▸ **EXERCISE MATERIAL**:

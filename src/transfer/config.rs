use std::time::Duration;

use dotenvy::dotenv;

use crate::error::{Result, VaaError};

pub const ENV_MAX_ATTEMPTS: &str = "VAA_RS_POLL_MAX_ATTEMPTS";
pub const ENV_POLL_INTERVAL_SECS: &str = "VAA_RS_POLL_INTERVAL_SECS";
pub const ENV_BACKOFF_MULTIPLIER: &str = "VAA_RS_POLL_BACKOFF_MULTIPLIER";
pub const ENV_MAX_INTERVAL_SECS: &str = "VAA_RS_POLL_MAX_INTERVAL_SECS";

/// Configuration for attestation polling behavior.
///
/// Attempts are bounded; between two attempts the poller sleeps
/// [`delay_for_attempt`](Self::delay_for_attempt), which grows geometrically
/// from `poll_interval_secs` by `backoff_multiplier` and is capped at
/// `max_interval_secs`.
///
/// # Examples
///
/// ```rust
/// use vaa_rs::PollingConfig;
///
/// // 5 attempts, sleeping 2, 4, 8 and 16 seconds in between
/// let config = PollingConfig::default();
/// assert_eq!(config.total_timeout_secs(), 30);
///
/// let config = PollingConfig::default()
///     .with_max_attempts(10)
///     .with_backoff_multiplier(1);
/// assert_eq!(config.total_timeout_secs(), 18);
///
/// // Circle attestations take minutes; poll every minute for half an hour
/// let config = PollingConfig::circle_attestation();
/// assert_eq!(config.max_attempts, 30);
/// ```
#[derive(Debug, Clone, Copy, PartialEq, Eq)]
pub struct PollingConfig {
    /// Maximum number of polling attempts before giving up.
    pub max_attempts: u32,
    /// Seconds to wait after the first failed attempt.
    pub poll_interval_secs: u64,
    /// Factor applied to the wait after every further attempt; `1` disables backoff.
    pub backoff_multiplier: u32,
    /// Upper bound on a single wait.
    pub max_interval_secs: u64,
}

impl Default for PollingConfig {
    fn default() -> Self {
        Self {
            max_attempts: 5,
            poll_interval_secs: 2,
            backoff_multiplier: 2,
            max_interval_secs: 60,
        }
    }
}

impl PollingConfig {
    /// Preset for Circle's attestation service: 30 attempts one minute apart.
    pub fn circle_attestation() -> Self {
        Self {
            max_attempts: 30,
            poll_interval_secs: 60,
            backoff_multiplier: 1,
            max_interval_secs: 60,
        }
    }

    /// Reads overrides from the environment (and a `.env` file, if present),
    /// falling back to the defaults for unset variables.
    pub fn from_env() -> Result<Self> {
        dotenv().ok();
        Self::from_lookup(|key| std::env::var(key).ok())
    }

    fn from_lookup(lookup: impl Fn(&str) -> Option<String>) -> Result<Self> {
        let defaults = Self::default();
        Ok(Self {
            max_attempts: parse_var(&lookup, ENV_MAX_ATTEMPTS)?.unwrap_or(defaults.max_attempts),
            poll_interval_secs: parse_var(&lookup, ENV_POLL_INTERVAL_SECS)?
                .unwrap_or(defaults.poll_interval_secs),
            backoff_multiplier: parse_var(&lookup, ENV_BACKOFF_MULTIPLIER)?
                .unwrap_or(defaults.backoff_multiplier),
            max_interval_secs: parse_var(&lookup, ENV_MAX_INTERVAL_SECS)?
                .unwrap_or(defaults.max_interval_secs),
        }
        .validated()?)
    }

    pub fn with_max_attempts(mut self, attempts: u32) -> Self {
        self.max_attempts = attempts;
        self
    }

    pub fn with_poll_interval_secs(mut self, secs: u64) -> Self {
        self.poll_interval_secs = secs;
        self
    }

    pub fn with_backoff_multiplier(mut self, multiplier: u32) -> Self {
        self.backoff_multiplier = multiplier;
        self
    }

    pub fn with_max_interval_secs(mut self, secs: u64) -> Self {
        self.max_interval_secs = secs;
        self
    }

    /// Rejects configurations that would never poll.
    pub fn validated(self) -> Result<Self> {
        if self.max_attempts == 0 {
            return Err(VaaError::InvalidConfig(
                "max_attempts must be at least 1".to_string(),
            ));
        }
        if self.backoff_multiplier == 0 {
            return Err(VaaError::InvalidConfig(
                "backoff_multiplier must be at least 1".to_string(),
            ));
        }
        Ok(self)
    }

    /// Wait after the zero-based `attempt` failed.
    pub fn delay_for_attempt(&self, attempt: u32) -> Duration {
        let factor = u64::from(self.backoff_multiplier.max(1)).saturating_pow(attempt);
        let secs = self
            .poll_interval_secs
            .saturating_mul(factor)
            .min(self.max_interval_secs.max(self.poll_interval_secs));
        Duration::from_secs(secs)
    }

    /// Total time slept between attempts when every attempt comes back empty.
    pub fn total_timeout_secs(&self) -> u64 {
        (0..self.max_attempts.saturating_sub(1))
            .map(|attempt| self.delay_for_attempt(attempt).as_secs())
            .sum()
    }
}

fn parse_var<T: std::str::FromStr>(
    lookup: &impl Fn(&str) -> Option<String>,
    key: &str,
) -> Result<Option<T>> {
    lookup(key)
        .map(|raw| {
            raw.trim()
                .parse()
                .map_err(|_| VaaError::InvalidConfig(format!("{key}={raw:?} is not a number")))
        })
        .transpose()
}

#[cfg(test)]
mod tests {
    use super::*;
    use rstest::rstest;
    use std::collections::HashMap;

    #[test]
    fn test_default_config() {
        let config = PollingConfig::default();
        assert_eq!(config.max_attempts, 5);
        assert_eq!(config.poll_interval_secs, 2);
        assert_eq!(config.total_timeout_secs(), 2 + 4 + 8 + 16);
    }

    #[rstest]
    #[case(0, 2)]
    #[case(1, 4)]
    #[case(4, 32)]
    #[case(5, 60)]
    #[case(40, 60)]
    fn test_backoff_is_capped(#[case] attempt: u32, #[case] secs: u64) {
        assert_eq!(
            PollingConfig::default().delay_for_attempt(attempt),
            Duration::from_secs(secs)
        );
    }

    #[test]
    fn test_circle_preset_has_no_backoff() {
        let config = PollingConfig::circle_attestation();
        assert_eq!(config.delay_for_attempt(0), config.delay_for_attempt(20));
        assert_eq!(config.total_timeout_secs(), 29 * 60);
    }

    #[test]
    fn test_builder_methods() {
        let config = PollingConfig::default()
            .with_max_attempts(3)
            .with_poll_interval_secs(10)
            .with_backoff_multiplier(3)
            .with_max_interval_secs(20);
        assert_eq!(config.delay_for_attempt(0), Duration::from_secs(10));
        assert_eq!(config.delay_for_attempt(1), Duration::from_secs(20));
        assert_eq!(config.total_timeout_secs(), 30);
    }

    #[test]
    fn test_from_lookup() {
        let vars = HashMap::from([
            (ENV_MAX_ATTEMPTS, "12"),
            (ENV_BACKOFF_MULTIPLIER, " 1 "),
        ]);
        let config =
            PollingConfig::from_lookup(|key| vars.get(key).map(ToString::to_string)).unwrap();
        assert_eq!(config.max_attempts, 12);
        assert_eq!(config.backoff_multiplier, 1);
        assert_eq!(config.poll_interval_secs, 2);
    }

    #[test]
    fn test_from_lookup_rejects_garbage() {
        let err = PollingConfig::from_lookup(|key| {
            (key == ENV_POLL_INTERVAL_SECS).then(|| "soon".to_string())
        })
        .unwrap_err();
        insta::assert_snapshot!(err, @r#"Invalid configuration: VAA_RS_POLL_INTERVAL_SECS="soon" is not a number"#);

        assert!(matches!(
            PollingConfig::from_lookup(|key| (key == ENV_MAX_ATTEMPTS).then(|| "0".to_string())),
            Err(VaaError::InvalidConfig(_))
        ));
    }
}
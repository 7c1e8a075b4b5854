//! Circle CCTP messages
//!
//! Circle's MessageTransmitter emits a `MessageSent(bytes)` event whose body
//! is a v1 message header wrapping a burn message. The message is attested by
//! Circle's own service rather than by guardians, so it never travels inside
//! a VAA; it is registered as `CircleBridge:Message` so the same layout
//! machinery decodes it.
//!
//! Reference: <https://developers.circle.com/stablecoins/message-format>

use std::fmt;

use alloy_primitives::{keccak256, B256, U256};

use crate::address::UniversalAddress;
use crate::chain::{Chain, Network};
use crate::error::{Result, VaaError};
use crate::layout::{
    amount_item, deserialize_layout_exact, field, serialize_layout, universal_address_item, Item,
    Layout, LayoutError, Value,
};
use crate::payload::{PayloadLiteral, PayloadRegistry};

pub const PROTOCOL: &str = "CircleBridge";

pub const MESSAGE: &str = "Message";

pub fn literal() -> PayloadLiteral {
    PayloadLiteral::new(PROTOCOL, MESSAGE)
}

/// CCTP domain of a chain
///
/// Circle numbers chains independently of Wormhole; both the message header
/// and the Circle integration payload carry these ids.
#[derive(Debug, Clone, Copy, PartialEq, Eq, Hash)]
#[repr(u32)]
#[non_exhaustive]
pub enum DomainId {
    Ethereum = 0,
    Avalanche = 1,
    Optimism = 2,
    Arbitrum = 3,
    Noble = 4,
    Solana = 5,
    Base = 6,
    Polygon = 7,
    Sui = 8,
    Aptos = 9,
    Unichain = 10,
    Linea = 11,
    WorldChain = 14,
}

impl DomainId {
    pub const ALL: [DomainId; 13] = [
        Self::Ethereum,
        Self::Avalanche,
        Self::Optimism,
        Self::Arbitrum,
        Self::Noble,
        Self::Solana,
        Self::Base,
        Self::Polygon,
        Self::Sui,
        Self::Aptos,
        Self::Unichain,
        Self::Linea,
        Self::WorldChain,
    ];

    #[inline]
    pub const fn as_u32(self) -> u32 {
        self as u32
    }

    pub const fn from_u32(value: u32) -> Option<Self> {
        match value {
            0 => Some(Self::Ethereum),
            1 => Some(Self::Avalanche),
            2 => Some(Self::Optimism),
            3 => Some(Self::Arbitrum),
            4 => Some(Self::Noble),
            5 => Some(Self::Solana),
            6 => Some(Self::Base),
            7 => Some(Self::Polygon),
            8 => Some(Self::Sui),
            9 => Some(Self::Aptos),
            10 => Some(Self::Unichain),
            11 => Some(Self::Linea),
            14 => Some(Self::WorldChain),
            _ => None,
        }
    }

    /// Wormhole chain this domain lives on in `network`.
    ///
    /// Testnet domains share ids with mainnet but map to the Sepolia
    /// deployments where Wormhole assigns those a separate chain id.
    pub const fn chain(self, network: Network) -> Chain {
        match (self, network) {
            (Self::Ethereum, Network::Mainnet) => Chain::Ethereum,
            (Self::Ethereum, _) => Chain::Sepolia,
            (Self::Optimism, Network::Mainnet) => Chain::Optimism,
            (Self::Optimism, _) => Chain::OptimismSepolia,
            (Self::Arbitrum, Network::Mainnet) => Chain::Arbitrum,
            (Self::Arbitrum, _) => Chain::ArbitrumSepolia,
            (Self::Base, Network::Mainnet) => Chain::Base,
            (Self::Base, _) => Chain::BaseSepolia,
            (Self::Polygon, Network::Mainnet) => Chain::Polygon,
            (Self::Polygon, _) => Chain::PolygonSepolia,
            (Self::Avalanche, _) => Chain::Avalanche,
            (Self::Noble, _) => Chain::Noble,
            (Self::Solana, _) => Chain::Solana,
            (Self::Sui, _) => Chain::Sui,
            (Self::Aptos, _) => Chain::Aptos,
            (Self::Unichain, _) => Chain::Unichain,
            (Self::Linea, _) => Chain::Linea,
            (Self::WorldChain, _) => Chain::Worldchain,
        }
    }

    /// Inverse of [`DomainId::chain`], for any network.
    pub fn from_chain(chain: Chain) -> Option<Self> {
        Self::ALL.into_iter().find(|domain| {
            [Network::Mainnet, Network::Testnet]
                .into_iter()
                .any(|network| domain.chain(network) == chain)
        })
    }
}

impl From<DomainId> for u32 {
    #[inline]
    fn from(domain: DomainId) -> Self {
        domain.as_u32()
    }
}

impl TryFrom<u32> for DomainId {
    type Error = VaaError;

    fn try_from(value: u32) -> Result<Self> {
        Self::from_u32(value).ok_or_else(|| VaaError::ChainNotSupported {
            chain: format!("CCTP domain {value}"),
        })
    }
}

impl fmt::Display for DomainId {
    fn fmt(&self, f: &mut fmt::Formatter<'_>) -> fmt::Result {
        write!(f, "{:?} ({})", self, self.as_u32())
    }
}

pub fn burn_message_layout() -> Layout {
    Layout::new(vec![
        field("version", Item::uint(4).fixed(0u32)),
        field("burnToken", universal_address_item()),
        field("mintRecipient", universal_address_item()),
        field("amount", amount_item()),
        field("messageSender", universal_address_item()),
    ])
}

pub fn message_layout() -> Layout {
    Layout::new(vec![
        field("version", Item::uint(4).fixed(0u32)),
        field("sourceDomain", Item::uint(4)),
        field("destinationDomain", Item::uint(4)),
        field("nonce", Item::uint(8)),
        field("sender", universal_address_item()),
        field("recipient", universal_address_item()),
        field("destinationCaller", universal_address_item()),
        field("payload", Item::object(burn_message_layout())),
    ])
}

pub(crate) fn register(registry: &PayloadRegistry) -> Result<()> {
    registry.register_payload_type(PROTOCOL, MESSAGE, message_layout())
}

/// Body of a USDC burn
#[derive(Debug, Clone, PartialEq, Eq)]
pub struct BurnMessage {
    pub burn_token: UniversalAddress,
    pub mint_recipient: UniversalAddress,
    pub amount: U256,
    pub message_sender: UniversalAddress,
}

/// Decoded v1 CCTP message
#[derive(Debug, Clone, PartialEq, Eq)]
pub struct CircleMessage {
    pub source_domain: DomainId,
    pub destination_domain: DomainId,
    pub nonce: u64,
    pub sender: UniversalAddress,
    pub recipient: UniversalAddress,
    pub destination_caller: UniversalAddress,
    pub payload: BurnMessage,
}

impl CircleMessage {
    /// Decodes a message and returns it with its keccak256 hash, the key
    /// Circle's attestation service indexes it by.
    pub fn deserialize(bytes: &[u8]) -> Result<(Self, B256)> {
        let value = deserialize_layout_exact(&message_layout(), bytes)?;
        Ok((Self::from_value(&value)?, keccak256(bytes)))
    }

    pub fn serialize(&self) -> Result<Vec<u8>> {
        Ok(serialize_layout(&message_layout(), &self.to_value())?)
    }

    pub fn hash(&self) -> Result<B256> {
        Ok(keccak256(self.serialize()?))
    }

    fn from_value(value: &Value) -> std::result::Result<Self, LayoutError> {
        let body = value.field("payload")?;
        Ok(Self {
            source_domain: domain_field(value, "sourceDomain")?,
            destination_domain: domain_field(value, "destinationDomain")?,
            nonce: value.u64_field("nonce")?,
            sender: value.address_field("sender")?,
            recipient: value.address_field("recipient")?,
            destination_caller: value.address_field("destinationCaller")?,
            payload: BurnMessage {
                burn_token: body.address_field("burnToken")?,
                mint_recipient: body.address_field("mintRecipient")?,
                amount: body.u256_field("amount")?,
                message_sender: body.address_field("messageSender")?,
            },
        })
    }

    fn to_value(&self) -> Value {
        Value::object([
            ("sourceDomain", Value::from(self.source_domain.as_u32())),
            ("destinationDomain", Value::from(self.destination_domain.as_u32())),
            ("nonce", Value::from(self.nonce)),
            ("sender", Value::Address(self.sender)),
            ("recipient", Value::Address(self.recipient)),
            ("destinationCaller", Value::Address(self.destination_caller)),
            (
                "payload",
                Value::object([
                    ("burnToken", Value::Address(self.payload.burn_token)),
                    ("mintRecipient", Value::Address(self.payload.mint_recipient)),
                    ("amount", Value::from(self.payload.amount)),
                    ("messageSender", Value::Address(self.payload.message_sender)),
                ]),
            ),
        ])
    }
}

fn domain_field(value: &Value, key: &str) -> std::result::Result<DomainId, LayoutError> {
    let raw = value.u64_field(key)?;
    u32::try_from(raw)
        .ok()
        .and_then(DomainId::from_u32)
        .ok_or_else(|| LayoutError::Conversion {
            field: key.to_string(),
            reason: format!("unknown CCTP domain {raw}"),
        })
}
//! Built-in protocol payloads
//!
//! Each protocol module owns the layouts of the payloads it places inside
//! VAAs and registers them through its `register` function. The global
//! [`payload_registry`](crate::payload_registry) runs
//! [`register_builtin_payloads`] once, on first access; private registries
//! can do the same with [`PayloadRegistry::with_builtin_protocols`].

pub mod automatic_token_bridge;
pub mod circle;
pub mod circle_integration;
pub mod governance;
pub mod ntt;
pub mod pyth;
pub mod relayer;
pub mod token_bridge;

use crate::error::Result;
use crate::payload::{PayloadLiteral, PayloadRegistry, PayloadSchema};

pub use circle::{BurnMessage, CircleMessage, DomainId};
pub use governance::{governance_action_id, governance_module, GovernanceModule};

/// Bare literal of the raw-bytes passthrough payload.
pub const RAW_PAYLOAD: &str = "Uint8Array";

/// Registers every built-in protocol payload into `registry`.
pub fn register_builtin_payloads(registry: &PayloadRegistry) -> Result<()> {
    registry.register(PayloadLiteral::bare(RAW_PAYLOAD), PayloadSchema::Raw)?;
    token_bridge::register(registry)?;
    automatic_token_bridge::register(registry)?;
    circle_integration::register(registry)?;
    circle::register(registry)?;
    ntt::register(registry)?;
    relayer::register(registry)?;
    pyth::register(registry)?;
    governance::register(registry)?;
    Ok(())
}
impl FakeChainContext {
    pub fn new(chain: Chain) -> Self {
        Self {
            chain,
            token_bridge: None,
            circle_bridge: None,
            state: Arc::default(),
        }
    }

    pub fn with_token_bridge(mut self, bridge: FakeTokenBridge) -> Self {
        self.token_bridge = Some(bridge);
        self
    }

    pub fn with_circle_bridge(mut self, bridge: FakeCircleBridge) -> Self {
        self.circle_bridge = Some(bridge);
        self
    }

    pub fn token_bridge_fake(&self) -> Option<FakeTokenBridge> {
        self.token_bridge.clone()
    }

    pub fn circle_bridge_fake(&self) -> Option<FakeCircleBridge> {
        self.circle_bridge.clone()
    }

    pub fn add_transaction(&self, txid: &str, ids: Vec<WormholeMessageId>) {
        self.state
            .lock()
            .unwrap()
            .transactions
            .insert(txid.to_string(), ids);
    }

    pub fn add_circle_transaction(&self, txid: &str, messages: Vec<Bytes>) {
        self.state
            .lock()
            .unwrap()
            .circle_transactions
            .insert(txid.to_string(), messages);
    }

    /// Wormhole messages of every unregistered transaction.
    pub fn emit_messages(&self, ids: Vec<WormholeMessageId>) {
        self.state.lock().unwrap().emitted = ids;
    }

    /// Circle messages of every unregistered transaction.
    pub fn emit_circle_messages(&self, messages: Vec<Bytes>) {
        self.state.lock().unwrap().circle_emitted = messages;
    }
}

#[async_trait]
impl ChainContext for FakeChainContext {
    fn chain(&self) -> Chain {
        self.chain
    }

    fn token_bridge(&self) -> Result<Arc<dyn TokenBridgeClient>> {
        match &self.token_bridge {
            Some(bridge) => Ok(Arc::new(bridge.clone())),
            None => Err(not_supported("TokenBridge", self.chain)),
        }
    }

    fn automatic_token_bridge(&self) -> Result<Arc<dyn AutomaticTokenBridgeClient>> {
        match &self.token_bridge {
            Some(bridge) if bridge.relayer.is_some() => Ok(Arc::new(bridge.clone())),
            _ => Err(not_supported("AutomaticTokenBridge", self.chain)),
        }
    }

    fn circle_bridge(&self) -> Result<Arc<dyn CircleBridgeClient>> {
        match &self.circle_bridge {
            Some(bridge) => Ok(Arc::new(bridge.clone())),
            None => Err(not_supported("CircleBridge", self.chain)),
        }
    }

    fn automatic_circle_bridge(&self) -> Result<Arc<dyn AutomaticCircleBridgeClient>> {
        match &self.circle_bridge {
            Some(bridge) => Ok(Arc::new(bridge.clone())),
            None => Err(not_supported("AutomaticCircleBridge", self.chain)),
        }
    }

    async fn parse_transaction(&self, txid: &TransactionId) -> Result<Vec<WormholeMessageId>> {
        let state = self.state.lock().unwrap();
        Ok(state
            .transactions
            .get(&txid.txid)
            .unwrap_or(&state.emitted)
            .clone())
    }

    async fn parse_circle_transaction(&self, txid: &TransactionId) -> Result<Vec<Bytes>> {
        let state = self.state.lock().unwrap();
        Ok(state
            .circle_transactions
            .get(&txid.txid)
            .unwrap_or(&state.circle_emitted)
            .clone())
    }
}

// ============================================================================
// Fake Clock
// ============================================================================

/// A fake clock that allows fast-forwarding time in tests.
///
/// Sleeping returns at once and advances the clock by the requested duration.
#[derive(Clone, Debug)]
pub struct FakeClock {
    current_time: Arc<Mutex<Instant>>,
    sleep_log: Arc<Mutex<Vec<Duration>>>,
}

impl Default for FakeClock {
    fn default() -> Self {
        Self {
            current_time: Arc::new(Mutex::new(Instant::now())),
            sleep_log: Arc::new(Mutex::new(Vec::new())),
        }
    }
}

impl FakeClock {
    pub fn new() -> Self {
        Self::default()
    }

    /// Fast-forward the clock by the given duration
    pub fn advance(&self, duration: Duration) {
        let mut time = self.current_time.lock().unwrap();
        *time += duration;
    }

    /// Every sleep requested so far, in order
    pub fn sleep_log(&self) -> Vec<Duration> {
        self.sleep_log.lock().unwrap().clone()
    }

    pub fn total_sleep_time(&self) -> Duration {
        self.sleep_log.lock().unwrap().iter().sum()
    }

    pub fn sleep_count(&self) -> usize {
        self.sleep_log.lock().unwrap().len()
    }

    pub fn clear_sleep_log(&self) {
        self.sleep_log.lock().unwrap().clear();
    }
}

#[async_trait]
impl Clock for FakeClock {
    async fn sleep(&self, duration: Duration) {
        self.sleep_log.lock().unwrap().push(duration);
        self.advance(duration);
    }

    fn now(&self) -> Instant {
        *self.current_time.lock().unwrap()
    }
}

▸ **WORK TASK**:
Count how many lines in the material above hold the word "nonce", then write the number and nothing more.

▸ **EXPECTED OUTPUT**:
4